### Exercise description:
After locating the line with "when all(input.list, v", retype it and every later line exactly, stopping at the end of the records.

-*-*-

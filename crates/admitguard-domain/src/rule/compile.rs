//! Lowering from syntax tree to [`Program`].
//!
//! Resolution happens here so evaluation never looks a name up: identifiers become roots or
//! local slots, calls become [`Builtin`]s, and `params.<name>` is checked against the policy's
//! declared parameters.

use super::ast::{BinaryOp, Expr, Pos, RuleAst, TemplatePart, UnaryOp};
use super::builtins::Builtin;
use super::parser;
use super::program::{Loop, Node, Program, Rule, Segment};
use crate::error::{CompileError, Position};
use admitguard_types::Value;
use regex::Regex;

const INPUT: &str = "input";
const PARAMS: &str = "params";

/// Compile rule code. `parameters` are the names the policy declares.
pub fn compile(source: &str, parameters: &[&str]) -> Result<Program, CompileError> {
    let set = parser::parse(source)?;
    if set.rules.is_empty() {
        return Err(CompileError::NoRules);
    }

    let mut compiler = Compiler {
        source,
        parameters,
        scope: Vec::new(),
        next_slot: 0,
        slots: 0,
    };
    let rules = set
        .rules
        .into_iter()
        .map(|rule| compiler.rule(rule))
        .collect::<Result<Vec<_>, _>>()?;

    Ok(Program {
        rules,
        slots: compiler.slots,
    })
}

struct Compiler<'s> {
    source: &'s str,
    parameters: &'s [&'s str],
    scope: Vec<(String, usize)>,
    next_slot: usize,
    slots: usize,
}

impl Compiler<'_> {
    fn rule(&mut self, rule: RuleAst) -> Result<Rule, CompileError> {
        self.scope.clear();
        self.next_slot = 0;

        let mut loops = Vec::with_capacity(rule.loops.len());
        for lp in rule.loops {
            let iter = self.expr(lp.iter)?;
            let slot = self.bind(lp.var);
            loops.push(Loop { slot, iter });
        }

        let condition = rule.condition.map(|c| self.expr(c)).transpose()?;

        let message = rule
            .message
            .into_iter()
            .map(|part| match part {
                TemplatePart::Text(text) => Ok(Segment::Text(text)),
                TemplatePart::Expr(expr) => self.expr(expr).map(Segment::Expr),
            })
            .collect::<Result<Vec<_>, _>>()?;

        Ok(Rule {
            message,
            loops,
            condition,
        })
    }

    fn bind(&mut self, name: String) -> usize {
        let slot = self.next_slot;
        self.next_slot += 1;
        self.slots = self.slots.max(self.next_slot);
        self.scope.push((name, slot));
        slot
    }

    fn lookup(&self, name: &str) -> Option<usize> {
        self.scope
            .iter()
            .rev()
            .find(|(bound, _)| bound == name)
            .map(|(_, slot)| *slot)
    }

    fn at(&self, pos: Pos) -> Position {
        Position::at_offset(self.source, pos.offset_in(self.source))
    }

    fn exprs(&mut self, exprs: Vec<Expr>) -> Result<Vec<Node>, CompileError> {
        exprs.into_iter().map(|e| self.expr(e)).collect()
    }

    fn boxed(&mut self, expr: Expr) -> Result<Box<Node>, CompileError> {
        self.expr(expr).map(Box::new)
    }

    fn expr(&mut self, expr: Expr) -> Result<Node, CompileError> {
        let node = match expr {
            Expr::Literal(value) => Node::Const(value),
            Expr::List(items) => Node::List(self.exprs(items)?),
            Expr::Ident { name, pos } => self.ident(name, pos)?,
            Expr::Field(base, field) => {
                if let Some(pos) = self.params_root(&base) {
                    self.check_param(&field, pos)?;
                }
                Node::Field(self.boxed(*base)?, field)
            }
            Expr::Index(base, index) => {
                if let Some(pos) = self.params_root(&base)
                    && let Expr::Literal(Value::String(name)) = index.as_ref()
                {
                    self.check_param(name, pos)?;
                }
                Node::Index(self.boxed(*base)?, self.boxed(*index)?)
            }
            Expr::Call { name, args, pos } => self.call(name, args, pos)?,
            Expr::Lambda { pos, .. } => {
                return Err(CompileError::MisplacedLambda { at: self.at(pos) });
            }
            Expr::Unary(UnaryOp::Not, operand) => Node::Not(self.boxed(*operand)?),
            Expr::Unary(UnaryOp::Neg, operand) => Node::Neg(self.boxed(*operand)?),
            Expr::Binary(BinaryOp::And, lhs, rhs) => Node::And(self.boxed(*lhs)?, self.boxed(*rhs)?),
            Expr::Binary(BinaryOp::Or, lhs, rhs) => Node::Or(self.boxed(*lhs)?, self.boxed(*rhs)?),
            Expr::Binary(op, lhs, rhs) => Node::Binary(op, self.boxed(*lhs)?, self.boxed(*rhs)?),
        };
        Ok(node)
    }

    fn ident(&self, name: String, pos: Pos) -> Result<Node, CompileError> {
        if let Some(slot) = self.lookup(&name) {
            return Ok(Node::Local(slot));
        }
        match name.as_str() {
            INPUT => Ok(Node::Input),
            PARAMS => Ok(Node::Params),
            _ => Err(CompileError::UnknownIdentifier {
                name,
                at: self.at(pos),
            }),
        }
    }

    /// Position of `params` when `base` is the unshadowed parameter root.
    fn params_root(&self, base: &Expr) -> Option<Pos> {
        match base {
            Expr::Ident { name, pos } if name == PARAMS && self.lookup(name).is_none() => Some(*pos),
            _ => None,
        }
    }

    fn check_param(&self, name: &str, pos: Pos) -> Result<(), CompileError> {
        if self.parameters.contains(&name) {
            Ok(())
        } else {
            Err(CompileError::UndeclaredParameter {
                name: name.to_string(),
                at: self.at(pos),
            })
        }
    }

    fn call(&mut self, name: String, args: Vec<Expr>, pos: Pos) -> Result<Node, CompileError> {
        let at = self.at(pos);
        let Some(builtin) = Builtin::lookup(&name) else {
            return Err(CompileError::UnknownBuiltin { name, at });
        };
        if args.len() != builtin.arity() {
            return Err(CompileError::Arity {
                name,
                expected: builtin.arity(),
                found: args.len(),
                at,
            });
        }

        let mut args = args.into_iter();
        let Some(first) = args.next() else {
            return Err(CompileError::Arity {
                name,
                expected: builtin.arity(),
                found: 0,
                at,
            });
        };
        let second = args.next();

        match second {
            Some(Expr::Lambda { param, body, .. }) if builtin.takes_lambda() => {
                let list = self.boxed(first)?;
                let slot = self.bind(param);
                let body = self.boxed(*body);
                self.scope.pop();
                Ok(Node::Quantify {
                    builtin,
                    list,
                    slot,
                    body: body?,
                })
            }
            _ if builtin.takes_lambda() => Err(CompileError::LambdaExpected { name, at }),
            Some(Expr::Literal(Value::String(pattern))) if builtin == Builtin::Matches => {
                let regex = Regex::new(&pattern).map_err(|e| CompileError::InvalidRegex {
                    pattern: pattern.clone(),
                    message: e.to_string(),
                    at,
                })?;
                Ok(Node::Match(self.boxed(first)?, regex))
            }
            second => {
                let mut nodes = vec![self.expr(first)?];
                if let Some(second) = second {
                    nodes.push(self.expr(second)?);
                }
                Ok(Node::Call(builtin, nodes))
            }
        }
    }
}

#[cfg(test)]
mod tests {
    use super::*;

    fn compile_err(source: &str) -> CompileError {
        compile(source, &["registry"]).expect_err("compile error")
    }

    #[test]
    fn compiles_rules_and_counts_slots() {
        let program = compile(
            r#"
            violation "a" for c in input.containers for p in c.ports when p.hostPort > 0
            violation "b" when any(input.list, v => v == params.registry)
            "#,
            &["registry"],
        )
        .expect("compile");
        assert_eq!(program.rule_count(), 2);
        assert_eq!(program.slots, 2);
    }

    #[test]
    fn program_without_rules_is_rejected() {
        assert_eq!(compile("# only a comment", &[]).unwrap_err(), CompileError::NoRules);
    }

    #[test]
    fn unknown_names_are_rejected_with_positions() {
        let err = compile_err("violation \"x\" when frob(input)");
        assert!(matches!(err, CompileError::UnknownBuiltin { ref name, at } if name == "frob" && at.column == 20));

        let err = compile_err("violation \"x\" when spec.replicas > 1");
        assert!(matches!(err, CompileError::UnknownIdentifier { ref name, .. } if name == "spec"));
    }

    #[test]
    fn loop_variables_are_scoped_to_their_rule() {
        let err = compile_err("violation \"a\" for c in input.x\nviolation \"{c}\"");
        assert!(matches!(err, CompileError::UnknownIdentifier { ref name, at } if name == "c" && at.line == 2));
    }

    #[test]
    fn arity_is_checked() {
        let err = compile_err("violation \"x\" when starts_with(input.a)");
        assert!(matches!(
            err,
            CompileError::Arity { expected: 2, found: 1, .. }
        ));
    }

    #[test]
    fn undeclared_parameters_are_rejected() {
        let err = compile_err("violation \"x\" when input.registry == params.registy");
        assert!(matches!(err, CompileError::UndeclaredParameter { ref name, .. } if name == "registy"));

        let err = compile_err("violation \"x\" when params[\"other\"] == 1");
        assert!(matches!(err, CompileError::UndeclaredParameter { ref name, .. } if name == "other"));

        compile("violation \"x\" when params.registry == 1", &["registry"]).expect("declared");
        compile("violation \"x\" for params in input.list when params.anything", &[])
            .expect("shadowed root");
    }

    #[test]
    fn lambdas_only_inside_quantifiers() {
        let err = compile_err("violation \"x\" when len(v => v)");
        assert!(matches!(err, CompileError::MisplacedLambda { .. }));

        let err = compile_err("violation \"x\" when any(input.list, true)");
        assert!(matches!(err, CompileError::LambdaExpected { ref name, .. } if name == "any"));

        let err = compile_err("violation \"x\" when all(input.list, v => v) and v");
        assert!(matches!(err, CompileError::UnknownIdentifier { ref name, .. } if name == "v"));
    }

    #[test]
    fn literal_regexes_are_compiled_up_front() {
        let err = compile_err("violation \"x\" when matches(input.image, \"[unclosed\")");
        assert!(matches!(err, CompileError::InvalidRegex { ref pattern, .. } if pattern == "[unclosed"));

        compile("violation \"x\" when matches(input.image, input.pattern)", &[])
            .expect("dynamic patterns are checked at evaluation");
    }
}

-*-*-

### Written response:
        let err = compile_err("violation \"x\" when all(input.list, v => v) and v");
        assert!(matches!(err, CompileError::UnknownIdentifier { ref name, .. } if name == "v"));
    }

    #[test]
    fn literal_regexes_are_compiled_up_front() {
        let err = compile_err("violation \"x\" when matches(input.image, \"[unclosed\")");
        assert!(matches!(err, CompileError::InvalidRegex { ref pattern, .. } if pattern == "[unclosed"));

        compile("violation \"x\" when matches(input.image, input.pattern)", &[])
            .expect("dynamic patterns are checked at evaluation");
    }
}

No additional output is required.